Jodie’s mother has been spending most of her afternoons and evenings drinking with a shearer who is in town for an extended bender, and has dumped Shane on her own mother for a period, leaving the older two to look after themselves. Jason, who is twelve, has run wild – joining a bunch of bigger boys every afternoon after school who hoon around town on their bikes and generally cause trouble – while Jodie is more or less left to her own devices, though her mother calls in the late afternoon to check that they are both there, watching television as instructed. He generally cops an earful later, when they’re both around simultaneously for not being there to look after his sister. ‘You bloody little shit,’ their mother yells, swiping at him as he grins and ducks. ‘I’m out there working my arse off trying to support you deadshits. I don’t know what for. Jesus! You need to watch her, Jase. Anything could happen,’ she adds cryptically, her voice full of some dark knowledge that Jodie can’t quite fathom. Even knowing that Jason is never there, her mother makes no arrangements other than a casual directive that Jodie should go over to Aunty Val’s if she’s worried.
So Jodie, bored and looking for ways to distract herself from the hunger that seems always to gnaw at her, has been venturing alone to the new park, which is only a short walk from home, drawn by the lush grass, the brightly coloured play equipment and the prospect of company.

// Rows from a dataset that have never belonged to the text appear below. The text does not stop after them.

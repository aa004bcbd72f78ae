//! Output capture scope for snippet execution
//!
//! A [`CaptureScope`] is the per-run workspace: a private scratch directory
//! the snippet runs in, plus two append-only in-memory sinks that receive
//! everything the run writes to its standard output and standard error.
//!
//! Only one scope may be active at a time. The executor enforces this by
//! construction: opening a scope consumes the permit of a single-slot gate,
//! and the permit is released when the scope is dropped. The host process's
//! own stdio is never redirected; capture applies to the child only. Teardown
//! (scratch removal, gate release) happens on every exit path, including
//! faults and timeouts, because both resources are owned by the scope.

use std::path::{Path, PathBuf};
use std::sync::{Arc, Mutex, PoisonError};

use tempfile::TempDir;
use thiserror::Error;
use tokio::io::{AsyncRead, AsyncReadExt};
use tokio::sync::OwnedSemaphorePermit;
use tokio::task::JoinHandle;
use tracing::debug;

/// Errors that occur managing a capture scope
#[derive(Debug, Error)]
pub enum CaptureError {
    #[error("failed to create scratch directory: {0}")]
    Scratch(#[source] std::io::Error),

    #[error("invalid path: {0}")]
    InvalidPath(String),

    #[error("I/O error: {0}")]
    Io(#[from] std::io::Error),
}

/// Append-only in-memory sink for one captured stream
#[derive(Debug, Clone, Default)]
pub struct Sink {
    buf: Arc<Mutex<Vec<u8>>>,
}

impl Sink {
    fn new() -> Self {
        Self::default()
    }

    /// Append data, discarding anything beyond `cap` bytes
    fn push(&self, data: &[u8], cap: usize) {
        let mut buf = self.buf.lock().unwrap_or_else(PoisonError::into_inner);
        if buf.len() >= cap {
            return;
        }
        let room = cap - buf.len();
        buf.extend_from_slice(&data[..data.len().min(room)]);
    }

    /// The captured bytes so far
    pub fn contents(&self) -> Vec<u8> {
        self.buf
            .lock()
            .unwrap_or_else(PoisonError::into_inner)
            .clone()
    }

    /// The captured bytes so far, lossily decoded as UTF-8
    pub fn to_text(&self) -> String {
        String::from_utf8_lossy(&self.contents()).into_owned()
    }
}

/// One run's capture scope: scratch directory, output sinks, and the
/// execution gate permit.
///
/// Dropping the scope removes the scratch directory (and everything the
/// snippet wrote into it) and releases the gate, on every exit path.
#[derive(Debug)]
pub struct CaptureScope {
    workdir: TempDir,
    stdout: Sink,
    stderr: Sink,
    _permit: OwnedSemaphorePermit,
}

impl CaptureScope {
    /// Open a new scope, creating its scratch directory.
    ///
    /// The caller must hold the permit of the executor's single-slot gate;
    /// passing it in ties the gate's release to the scope's teardown.
    pub(crate) fn open(
        permit: OwnedSemaphorePermit,
        scratch_root: Option<&Path>,
    ) -> Result<Self, CaptureError> {
        let mut builder = tempfile::Builder::new();
        builder.prefix("tutorbox-");

        let workdir = match scratch_root {
            Some(root) => {
                std::fs::create_dir_all(root).map_err(CaptureError::Scratch)?;
                builder.tempdir_in(root)
            }
            None => builder.tempdir(),
        }
        .map_err(CaptureError::Scratch)?;

        debug!(path = %workdir.path().display(), "opened capture scope");

        Ok(Self {
            workdir,
            stdout: Sink::new(),
            stderr: Sink::new(),
            _permit: permit,
        })
    }

    /// Path of the scratch directory
    pub fn path(&self) -> &Path {
        self.workdir.path()
    }

    /// Write a file into the scratch directory
    ///
    /// Returns an error if the name contains path traversal attempts.
    pub fn write_file(&self, name: &str, content: &[u8]) -> Result<PathBuf, CaptureError> {
        if name.contains("..") || name.starts_with('/') {
            return Err(CaptureError::InvalidPath(format!(
                "path traversal not allowed: {name}"
            )));
        }
        let path = self.workdir.path().join(name);
        std::fs::write(&path, content)?;
        debug!(path = %path.display(), len = content.len(), "wrote file to scope");
        Ok(path)
    }

    /// Handle to the stdout sink
    pub fn stdout_sink(&self) -> Sink {
        self.stdout.clone()
    }

    /// Handle to the stderr sink
    pub fn stderr_sink(&self) -> Sink {
        self.stderr.clone()
    }

    /// Captured stdout so far, lossily decoded
    pub fn stdout_text(&self) -> String {
        self.stdout.to_text()
    }

    /// Captured stderr so far, lossily decoded
    pub fn stderr_text(&self) -> String {
        self.stderr.to_text()
    }

    /// Drain a child stream into a sink until EOF, capping captured bytes
    pub(crate) fn drain(
        mut stream: impl AsyncRead + Unpin + Send + 'static,
        sink: Sink,
        cap: usize,
    ) -> JoinHandle<()> {
        tokio::spawn(async move {
            let mut chunk = [0u8; 8192];
            loop {
                match stream.read(&mut chunk).await {
                    Ok(0) | Err(_) => break,
                    // Keep reading past the cap so the child never blocks on
                    // a full pipe; excess bytes are discarded by the sink.
                    Ok(n) => sink.push(&chunk[..n], cap),
                }
            }
        })
    }
}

> This particular afternoon there are two unfamiliar children playing, a girl of around her own age, and an older boy, her brother perhaps. The boy, who is smoking a cigarette, is swinging fitfully – dragging his feet in the dirt on every downward swing – and watching the girl climb on the frame. She is worth watching; Jodie stands and shyly watches too. She is obviously some sort of expert, better than anyone Jodie has seen before: she swings neatly from rung to rung, as lightly and easily as a monkey, then spins around on one leg until she is sitting atop the bar at the highest point. She hangs from the rail for a moment, her arms dangling, two neat plaits following suit, then pulls herself up and spins again with dizzying speed. After several more graceful spins, she flies off the bar, her legs bent together, hands clamped about her knees like the young gymnasts Jodie has seen on television. Jodie holds her breath in terror, but the girl lands neatly and securely with two feet together. The girl stands upright, arms before her, eyes closed, breathing slowly, swaying slightly.
Eventually she opens her eyes and turns to the boy, gives him a disdainful look. ‘Told you I could do four in a row. You owe me fifty cents. Hand it over.’

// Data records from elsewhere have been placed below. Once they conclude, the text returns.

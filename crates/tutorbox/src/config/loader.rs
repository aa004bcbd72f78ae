//! Configuration file loading for Tutorbox
//!
//! Handles loading and parsing configuration files using the config crate.

use std::path::Path;

use config::{Config as ConfigBuilder, File, FileFormat};

use crate::config::{Config, ConfigError};

impl Config {
    /// Load configuration from a file
    pub fn from_file(path: impl AsRef<Path>) -> Result<Self, ConfigError> {
        let path = path.as_ref();
        let config = ConfigBuilder::builder()
            .add_source(File::from(path))
            .build()?;

        let config: Config = config.try_deserialize()?;
        config.validate()?;
        Ok(config)
    }

    /// Parse configuration from a TOML string
    pub fn parse_toml(content: &str) -> Result<Self, ConfigError> {
        let config = ConfigBuilder::builder()
            .add_source(File::from_str(content, FileFormat::Toml))
            .build()?;

        let config: Config = config.try_deserialize()?;
        config.validate()?;
        Ok(config)
    }

    /// Validate the configuration
    fn validate(&self) -> Result<(), ConfigError> {
        if self.interpreter.command.is_empty() {
            return Err(ConfigError::Invalid(
                "interpreter command is empty".to_string(),
            ));
        }
        if !self.interpreter.command.iter().any(|a| a.contains("{entry}")) {
            return Err(ConfigError::Invalid(
                "interpreter command has no {entry} placeholder".to_string(),
            ));
        }

        let source_name = &self.interpreter.source_name;
        if source_name.is_empty() {
            return Err(ConfigError::Invalid("source_name is empty".to_string()));
        }
        if source_name.contains("..") || source_name.contains('/') {
            return Err(ConfigError::Invalid(format!(
                "source_name must be a bare file name: {source_name}"
            )));
        }

        if let Some(wall) = self.default_limits.wall_time
            && (!wall.is_finite() || wall <= 0.0)
        {
            return Err(ConfigError::Invalid(format!(
                "wall_time must be a finite positive number, got {wall}"
            )));
        }

        Ok(())
    }
}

The boy doesn’t reply, just keeps sweeping through the dirt with his feet. ‘Do eight, then I’ll pay you.’ He flicks the half-smoked cigarette in her direction.

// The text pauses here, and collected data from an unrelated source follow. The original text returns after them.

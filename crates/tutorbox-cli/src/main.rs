//! Tutorbox CLI
//!
//! A command-line tool for running learner code snippets in a sandbox,
//! grading submissions against reference solutions, and managing lesson
//! progress.

use std::path::PathBuf;

use anyhow::{Context, Result};
use clap::{Parser, Subcommand};
use tracing::{Level, debug, info};
use tracing_subscriber::EnvFilter;
use tutorbox::{Config, EXAMPLE_CONFIG, Executor, Grader, ProgressStore, RunLimits, Verdict};

#[derive(Parser)]
#[command(name = "tutorbox")]
#[command(about = "Sandboxed snippet execution and exercise grading")]
#[command(version)]
struct Cli {
    /// Path to configuration file
    #[arg(short, long, global = true)]
    config: Option<PathBuf>,

    /// Enable verbose output
    #[arg(short, long, global = true)]
    verbose: bool,

    #[command(subcommand)]
    command: Commands,
}

#[derive(Subcommand)]
enum Commands {
    /// Initialize a new configuration file
    Init {
        /// Output path (default: tutorbox.toml)
        #[arg(short, long, default_value = "tutorbox.toml")]
        output: PathBuf,

        /// Overwrite existing file
        #[arg(short, long)]
        force: bool,
    },

    /// Run a snippet and print its captured output
    Run {
        /// Source file to run
        #[arg(value_name = "FILE")]
        source: PathBuf,

        /// Wall clock limit in seconds
        #[arg(short, long)]
        time_limit: Option<f64>,
    },

    /// Grade a submission against a reference solution
    Grade {
        /// Learner source file
        #[arg(value_name = "FILE")]
        source: PathBuf,

        /// Reference solution file
        #[arg(short, long)]
        reference: PathBuf,
    },

    /// Inspect or mutate lesson progress
    Progress {
        #[command(subcommand)]
        action: ProgressAction,
    },

    /// Show effective configuration
    ShowConfig,
}

#[derive(Subcommand)]
enum ProgressAction {
    /// List lessons with their completion status
    Show,

    /// Mark a lesson complete
    Complete {
        /// Lesson identifier
        lesson: String,
    },

    /// Reset a lesson's completion flag
    Reset {
        /// Lesson identifier
        lesson: String,
    },
}

#[tokio::main]
async fn main() -> Result<()> {
    let cli = Cli::parse();

    let filter = if cli.verbose {
        EnvFilter::from_default_env().add_directive(Level::DEBUG.into())
    } else {
        EnvFilter::from_default_env().add_directive(Level::INFO.into())
    };

    tracing_subscriber::fmt()
        .with_env_filter(filter)
        .with_target(false)
        .init();

    // Load configuration
    let config = if let Some(ref path) = cli.config {
        info!(?path, "loading configuration");
        Config::from_file(path).context("failed to load configuration")?
    } else {
        debug!("using default configuration");
        Config::default()
    };

    match cli.command {
        Commands::Init { output, force } => init_config(&output, force).await,
        Commands::Run { source, time_limit } => run_snippet(config, &source, time_limit).await,
        Commands::Grade { source, reference } => grade_submission(config, &source, &reference).await,
        Commands::Progress { action } => progress_action(&config, action),
        Commands::ShowConfig => {
            show_config(&config);
            Ok(())
        }
    }
}

async fn run_snippet(config: Config, source: &PathBuf, time_limit: Option<f64>) -> Result<()> {
    let source_text = tokio::fs::read_to_string(source)
        .await
        .context("failed to read source file")?;

    let limits = time_limit.map(|seconds| RunLimits::new().with_wall_time(seconds));

    let executor = Executor::new(config);
    let result = executor
        .execute_with(&source_text, limits.as_ref())
        .await
        .context("execution failed")?;

    if !result.stdout.is_empty() {
        print!("{}", result.stdout);
    }
    if !result.stderr.is_empty() {
        eprint!("{}", result.stderr);
    }

    match result.fault {
        None => Ok(()),
        Some(fault) => {
            eprintln!("fault: {fault}");
            std::process::exit(1);
        }
    }
}

async fn grade_submission(config: Config, source: &PathBuf, reference: &PathBuf) -> Result<()> {
    let learner_source = tokio::fs::read_to_string(source)
        .await
        .context("failed to read learner source file")?;
    let reference_source = tokio::fs::read_to_string(reference)
        .await
        .context("failed to read reference solution file")?;

    let grader = Grader::new(Executor::new(config));
    let verdict = grader
        .grade(&learner_source, &reference_source)
        .await
        .context("grading failed")?;

    print_verdict(&verdict);

    if verdict.passed {
        Ok(())
    } else {
        std::process::exit(1);
    }
}

fn print_verdict(verdict: &Verdict) {
    if verdict.passed {
        println!("PASS");
    } else {
        println!("FAIL");
    }

    if let Some(ref fault) = verdict.diagnostics {
        println!("Reason: {fault}");
    }

    if !verdict.observed_output.is_empty() {
        println!("\nYour output:\n{}", verdict.observed_output.trim_end());
    }
    if let Some(ref expected) = verdict.expected_output
        && !verdict.passed
    {
        println!("\nExpected output:\n{}", expected.trim_end());
    }
}

fn progress_action(config: &Config, action: ProgressAction) -> Result<()> {
    let mut store =
        ProgressStore::load(&config.progress_path).context("failed to load progress store")?;

    match action {
        ProgressAction::Show => {
            if store.lessons().is_empty() {
                println!("No lessons recorded yet.");
                return Ok(());
            }

            let mut lessons: Vec<_> = store.lessons().iter().collect();
            lessons.sort_by_key(|(id, _)| *id);

            for (lesson, &flag) in lessons {
                let status = if flag == 1 { "completed" } else { "in progress" };
                println!("  {lesson:<30} {status}");
            }
            println!(
                "\n{} of {} lessons completed",
                store.completed_count(),
                store.lessons().len()
            );
        }
        ProgressAction::Complete { lesson } => {
            store
                .set_complete(&lesson)
                .context("failed to persist progress")?;
            println!("Marked '{lesson}' as complete");
        }
        ProgressAction::Reset { lesson } => {
            store.reset(&lesson).context("failed to persist progress")?;
            println!("Reset progress for '{lesson}'");
        }
    }

    Ok(())
}

fn show_config(config: &Config) {
    println!("Interpreter: {}", config.interpreter.command.join(" "));
    println!("Source name: {}", config.interpreter.source_name);
    println!("Sandbox: {}", if config.sandbox.enabled { "enabled" } else { "disabled" });
    println!();
    println!("Wall time limit: {:?} s", config.default_limits.wall_time);
    println!("Output cap: {:?} bytes", config.default_limits.max_output);
    println!();
    println!("Progress store: {}", config.progress_path.display());
}

async fn init_config(output: &PathBuf, force: bool) -> Result<()> {
    if output.exists() && !force {
        anyhow::bail!(
            "Configuration file already exists at '{}'. Use --force to overwrite.",
            output.display()
        );
    }

    tokio::fs::write(output, EXAMPLE_CONFIG)
        .await
        .context("failed to write configuration file")?;

    println!("Created configuration file at '{}'", output.display());
    Ok(())
}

The girl rolls her eyes. Holds out her hand. ‘No way, crater face. Pay up now, or I’m telling Aunty Del that you’ve been smoking – stealing her fags too, I’ll bet.’
He mutters as he digs in his pocket, but hands over some change – first a fifty-cent piece, then a few more gleaming coins – before sauntering off.
The girl gazes at the handful of money for a moment, her eyes wide – then turns and beams at Jodie, who is standing enraptured, still half holding her breath. ‘Hi there,’ she says breezily. ‘He’s given me a dollar. You can get fifty cobbers for that up at Rafferty’s. You want to share?’